First, the voters have to be from District 2, the northwestern part of the county where Winters is the current commissioner. Second, those voters had to have shown up to a precinct within that district. Some of the votes are provisional right now because the people showed up to the wrong precinct.

Only the ballots inside District 2 had the Harris and Winters race printed on them. So if you were a voter who mistakenly tried to cast a ballot in the wrong zone, you may have also been outside of District 2 — meaning you didn't even get a chance to cast a ballot in this fight.
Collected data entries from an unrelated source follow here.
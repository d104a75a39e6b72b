//! Stores command implementation.

use crate::error::{CliError, CliResult};
use mastersync_storage::{EntityStore, FileEntityStore, FileSchemaStore, SchemaStore, StoreDir};
use serde::Serialize;
use std::path::Path;
use std::sync::Arc;

/// Store directory contents.
#[derive(Debug, Serialize)]
pub struct StoreSummary {
    /// Record counts by table, sorted by name.
    pub tables: Vec<TableSummary>,
    /// Version of the newest identity schema, if any.
    pub identity_schema_version: Option<f64>,
}

/// One table line.
#[derive(Debug, Serialize)]
pub struct TableSummary {
    /// Table (category) name.
    pub table: String,
    /// Number of records.
    pub records: usize,
}

/// Reads the summary of an existing store directory.
pub fn summarize(path: &Path) -> CliResult<StoreSummary> {
    let dir = Arc::new(StoreDir::open(path, false)?);
    let mut tables = Vec::new();
    for name in dir.table_names()? {
        let store = FileEntityStore::open(Arc::clone(&dir), name.as_str())?;
        tables.push(TableSummary {
            records: store.len()?,
            table: name,
        });
    }
    let schemas = FileSchemaStore::open(dir)?;
    let identity_schema_version = schemas.latest_identity_schema()?.map(|(v, _)| v);
    Ok(StoreSummary {
        tables,
        identity_schema_version,
    })
}

/// Prints per-category record counts of a store directory.
pub fn run(store: &Path, format: &str) -> CliResult<()> {
    let summary = summarize(store)?;

    match format {
        "json" => {
            let json = serde_json::to_string_pretty(&summary)
                .map_err(|e| CliError::Input(format!("summary is not serializable: {e}")))?;
            println!("{json}");
        }
        _ => {
            println!("Store: {}", store.display());
            println!();
            println!("{:<32} {:>10}", "Table", "Records");
            println!("{}", "-".repeat(43));
            for t in &summary.tables {
                println!("{:<32} {:>10}", t.table, t.records);
            }
            println!();
            match summary.identity_schema_version {
                Some(v) => println!("Identity schema: version {v}"),
                None => println!("Identity schema: none"),
            }
        }
    }

    Ok(())
}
Confusing? Well, Kittle said, Winters would then have to hope all the stars aligned perfectly for him. Of the 12 provisional ballots, at least eight would need to be within District 2 to make an impact. And on top of that, they would have to all be for Winters instead of Harris. It's a thin needle to thread.

"I don't foresee a change," Kittle said. "But it could be. There's always a possibility."

There is another possibility for Winters: He could demand a recount. On Friday, the county election board will finalize the vote total, meaning it will compile the provisional ballots and make sure all the votes add up. It then will give the documents to the Georgia State Patrol's Dalton office, and troopers will drive the documents down to Atlanta.

There, members of the secretary of state's office will review the totals. If everything adds up, they certify the results. Once they do that, a candidate has two days to demand a recount. Winters, who did not return multiple calls seeking comment Wednesday, probably will have until midway through next week to decide whether to pursue that path.

Either way, Harris is not worried.

"If there was a mistake," he said, "it very well may be a mistake in my favor. Let's say there are 20 votes changed. It could be 20 more votes for me."